Trophic relationships and infaunal community structure of the Beaufort Sea Shelf

Kenneth H Dunton1, Susan V Schonberg2, Carolynn M Harris2, Christina Elisa Bonsell2, Katrin Iken3, Bodil Bluhm4 and Lorena Edenfield5, (1)University of Texas at Austin, Austin, TX, United States, (2)University of Texas Marine Science Institute, Port Aransas, TX, United States, (3)University of Alaska Fairbanks, College of Fisheries and Ocean Sciences, Fairbanks, AK, United States, (4)University of Tromso, Arctic and Marine Biology, Tromso, Norway, (5)University of Alaska Fairbanks, School of Fisheries and Ocean Sciences, Fairbanks, AK, United States
Abstract:
The shelf of the Beaufort Sea is defined by dynamic physical and biological gradients that have a distinctive influence on benthic standing stocks and trophic structure.
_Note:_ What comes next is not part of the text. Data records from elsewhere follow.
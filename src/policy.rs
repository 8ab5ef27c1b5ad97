//! Node privacy policy.
//!
//! A node's policy is read once from an environment-style key/value source through
//! [`PolicySource`], so the computation core never depends on where the values come from.
//!
//! | key | type | default |
//! |---|---|---|
//! | `SUMMARY_MINIMUM_ROWS` | integer | 5 |
//! | `SUMMARY_PRIVACY_THRESHOLD` | integer | 5 |
//! | `SUMMARY_ALLOWED_COLUMNS` | comma-separated names | empty |
//! | `SUMMARY_DISALLOWED_COLUMNS` | comma-separated names | empty |
//! | `SUMMARY_ALLOW_<STAT>` (see [`StatisticKind`]) | bool | true |
//! | `SUMMARY_MASK_LOW_FREQUENCY_VALUES` | bool | false |
//! | `SUMMARY_ENFORCE_COLUMN_MINIMUM_ROWS` | bool | false |

use std::collections::{BTreeMap, BTreeSet, HashMap};

use crate::error::{SummaryError, SummaryResult};

pub const ENV_MINIMUM_ROWS: &str = "SUMMARY_MINIMUM_ROWS";
pub const ENV_PRIVACY_THRESHOLD: &str = "SUMMARY_PRIVACY_THRESHOLD";
pub const ENV_ALLOWED_COLUMNS: &str = "SUMMARY_ALLOWED_COLUMNS";
pub const ENV_DISALLOWED_COLUMNS: &str = "SUMMARY_DISALLOWED_COLUMNS";
pub const ENV_MASK_LOW_FREQUENCY_VALUES: &str = "SUMMARY_MASK_LOW_FREQUENCY_VALUES";
pub const ENV_ENFORCE_COLUMN_MINIMUM_ROWS: &str = "SUMMARY_ENFORCE_COLUMN_MINIMUM_ROWS";

pub const DEFAULT_MINIMUM_ROWS: usize = 5;
pub const DEFAULT_PRIVACY_THRESHOLD: usize = 5;

/// Statistics a node may individually refuse to share.
#[derive(Debug, Clone, Copy, PartialEq, Eq, Hash, PartialOrd, Ord)]
pub enum StatisticKind {
    Min,
    Max,
    Std,
    Sum,
    Count,
    Missing,
    Variance,
    CountsUniqueValues,
    NumCompleteRows,
}

impl StatisticKind {
    /// All kinds, in switch order.
    pub const ALL: [StatisticKind; 9] = [
        StatisticKind::Min,
        StatisticKind::Max,
        StatisticKind::Std,
        StatisticKind::Sum,
        StatisticKind::Count,
        StatisticKind::Missing,
        StatisticKind::Variance,
        StatisticKind::CountsUniqueValues,
        StatisticKind::NumCompleteRows,
    ];

    /// Name of the policy key toggling this statistic.
    pub fn env_key(self) -> &'static str {
        match self {
            StatisticKind::Min => "SUMMARY_ALLOW_MIN",
            StatisticKind::Max => "SUMMARY_ALLOW_MAX",
            StatisticKind::Std => "SUMMARY_ALLOW_STD",
            StatisticKind::Sum => "SUMMARY_ALLOW_SUM",
            StatisticKind::Count => "SUMMARY_ALLOW_COUNT",
            StatisticKind::Missing => "SUMMARY_ALLOW_MISSING",
            StatisticKind::Variance => "SUMMARY_ALLOW_VARIANCE",
            StatisticKind::CountsUniqueValues => "SUMMARY_ALLOW_COUNTS_UNIQUE_VALUES",
            StatisticKind::NumCompleteRows => "SUMMARY_ALLOW_NUM_COMPLETE_ROWS",
        }
    }

    fn index(self) -> usize {
        self as usize
    }
}

/// The set of statistics a node is willing to share.
#[derive(Debug, Clone, Copy, PartialEq, Eq)]
pub struct StatCapabilities {
    allowed: [bool; 9],
}

impl StatCapabilities {
    /// Every statistic allowed.
    pub fn all() -> Self {
        Self { allowed: [true; 9] }
    }

    /// Whether `kind` may be shared.
    pub fn allows(&self, kind: StatisticKind) -> bool {
        self.allowed[kind.index()]
    }

    /// Returns a copy with `kind` set to `allowed`.
    pub fn with(mut self, kind: StatisticKind, allowed: bool) -> Self {
        self.allowed[kind.index()] = allowed;
        self
    }
}

impl Default for StatCapabilities {
    fn default() -> Self {
        Self::all()
    }
}

/// Privacy policy of a single data station.
#[derive(Debug, Clone, PartialEq, Eq)]
pub struct PolicyConfig {
    /// Nodes with fewer rows do not participate at all.
    pub minimum_rows: usize,
    /// Minimum number of distinct values before a unique-value map may be shared.
    pub privacy_threshold: usize,
    /// If non-empty, only these columns may be used.
    pub allowed_columns: BTreeSet<String>,
    /// Columns that may not be used. Ignored when `allowed_columns` is non-empty.
    pub disallowed_columns: BTreeSet<String>,
    /// Per-statistic switches.
    pub capabilities: StatCapabilities,
    /// Also withhold a unique-value map if any single value occurs fewer than
    /// `privacy_threshold` times.
    pub mask_low_frequency_values: bool,
    /// Also withhold any column holding fewer than `minimum_rows` non-missing values.
    pub enforce_column_minimum_rows: bool,
}

impl Default for PolicyConfig {
    fn default() -> Self {
        Self {
            minimum_rows: DEFAULT_MINIMUM_ROWS,
            privacy_threshold: DEFAULT_PRIVACY_THRESHOLD,
            allowed_columns: BTreeSet::new(),
            disallowed_columns: BTreeSet::new(),
            capabilities: StatCapabilities::all(),
            mask_low_frequency_values: false,
            enforce_column_minimum_rows: false,
        }
    }
}

impl PolicyConfig {
    /// Load a policy from `source`, falling back to defaults for unset keys.
    pub fn load(source: &dyn PolicySource) -> SummaryResult<Self> {
        let mut capabilities = StatCapabilities::all();
        for kind in StatisticKind::ALL {
            capabilities = capabilities.with(kind, read_bool(source, kind.env_key(), true)?);
        }

        Ok(Self {
            minimum_rows: read_usize(source, ENV_MINIMUM_ROWS, DEFAULT_MINIMUM_ROWS)?,
            privacy_threshold: read_usize(source, ENV_PRIVACY_THRESHOLD, DEFAULT_PRIVACY_THRESHOLD)?,
            allowed_columns: read_list(source, ENV_ALLOWED_COLUMNS),
            disallowed_columns: read_list(source, ENV_DISALLOWED_COLUMNS),
            capabilities,
            mask_low_frequency_values: read_bool(source, ENV_MASK_LOW_FREQUENCY_VALUES, false)?,
            enforce_column_minimum_rows: read_bool(source, ENV_ENFORCE_COLUMN_MINIMUM_ROWS, false)?,
        })
    }

    /// Load a policy from the process environment.
    pub fn from_env() -> SummaryResult<Self> {
        Self::load(&EnvPolicySource)
    }

    /// Whether `column` passes the allow/deny lists. The allow-list wins when both are set.
    pub fn admits_column(&self, column: &str) -> bool {
        if !self.allowed_columns.is_empty() {
            self.allowed_columns.contains(column)
        } else {
            !self.disallowed_columns.contains(column)
        }
    }
}

/// Source of environment-style policy values.
pub trait PolicySource {
    /// Raw value for `key`, if set.
    fn get(&self, key: &str) -> Option<String>;
}

/// Reads policy values from the process environment.
#[derive(Debug, Default, Clone, Copy)]
pub struct EnvPolicySource;

impl PolicySource for EnvPolicySource {
    fn get(&self, key: &str) -> Option<String> {
        std::env::var(key).ok()
    }
}

impl PolicySource for HashMap<String, String> {
    fn get(&self, key: &str) -> Option<String> {
        HashMap::get(self, key).cloned()
    }
}

impl PolicySource for BTreeMap<String, String> {
    fn get(&self, key: &str) -> Option<String> {
        BTreeMap::get(self, key).cloned()
    }
}

fn read_raw(source: &dyn PolicySource, key: &str) -> Option<String> {
    source
        .get(key)
        .map(|v| v.trim().to_string())
        .filter(|v| !v.is_empty())
}

fn read_usize(source: &dyn PolicySource, key: &str, default: usize) -> SummaryResult<usize> {
    match read_raw(source, key) {
        None => Ok(default),
        Some(raw) => raw.parse::<usize>().map_err(|e| SummaryError::InvalidPolicy {
            key: key.to_string(),
            value: raw.clone(),
            message: e.to_string(),
        }),
    }
}

fn read_bool(source: &dyn PolicySource, key: &str, default: bool) -> SummaryResult<bool> {
    match read_raw(source, key) {
        None => Ok(default),
        Some(raw) => parse_bool(&raw).map_err(|message| SummaryError::InvalidPolicy {
            key: key.to_string(),
            value: raw.clone(),
            message,
        }),
    }
}

fn read_list(source: &dyn PolicySource, key: &str) -> BTreeSet<String> {
    read_raw(source, key)
        .map(|raw| {
            raw.split(',')
                .map(str::trim)
                .filter(|s| !s.is_empty())
                .map(str::to_string)
                .collect()
        })
        .unwrap_or_default()
}

pub(crate) fn parse_bool(s: &str) -> Result<bool, String> {
    match s.to_ascii_lowercase().as_str() {
        "true" | "t" | "1" | "yes" | "y" => Ok(true),
        "false" | "f" | "0" | "no" | "n" => Ok(false),
        _ => Err("expected bool (true/false/1/0/yes/no)".to_string()),
    }
}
These gradients occur over both longitudinal and latitudinal scales and are reflected in the character of the benthic community and its long-lived benthic fauna. We sampled the benthic infauna and epifauna along the shelf of the north coast of Alaska in summers 2014 and 2015 to examine both species composition and distribution and the stable isotopic patterns in both carbon and nitrogen of the predominant fauna. A total of 50 stations were sampled between 153° W and 141° W that ranged in water depths from 6 to 500 m. Greatest abundance and biomass of infaunal species were found in waters greater than 20 m to the shelf break which then dropped sharply at 50 m west of 147° W and more gradually east of 147° W. The infaunal populations at depths less than 20 m, which included the mouths of the Colville and Sagavanirktok Rivers, were relatively depauperate, which we attribute to a combination of bottom fast ice, scour by deep-draft ice, and extreme salinity changes during spring breakup. Dominant infauna throughout the Beaufort shelf were polychaetes, crustaceans (amphipods and cumaceans) and molluscs (bivalves and gastropods). Preliminary data on the stable carbon and nitrogen isotopic composition of these benthic organisms, along with isotopic analyses of POM and zooplankton collected in situ, reveal a mixture of carbon sources available to benthic consumers. Within the coastal Beaufort Sea, between 50 and 75% of carbon in marine sediments are terrestrial in origin. Along with sources of marine carbon, terrestrial organic matter (identified by depleted δ13C values) provides a food subsidy to a system that receives relatively little advected marine-derived carbon compared to the northern Chukchi. Our δ15N values also reveal complex food webs dominated by decidedly omnivorous consumers.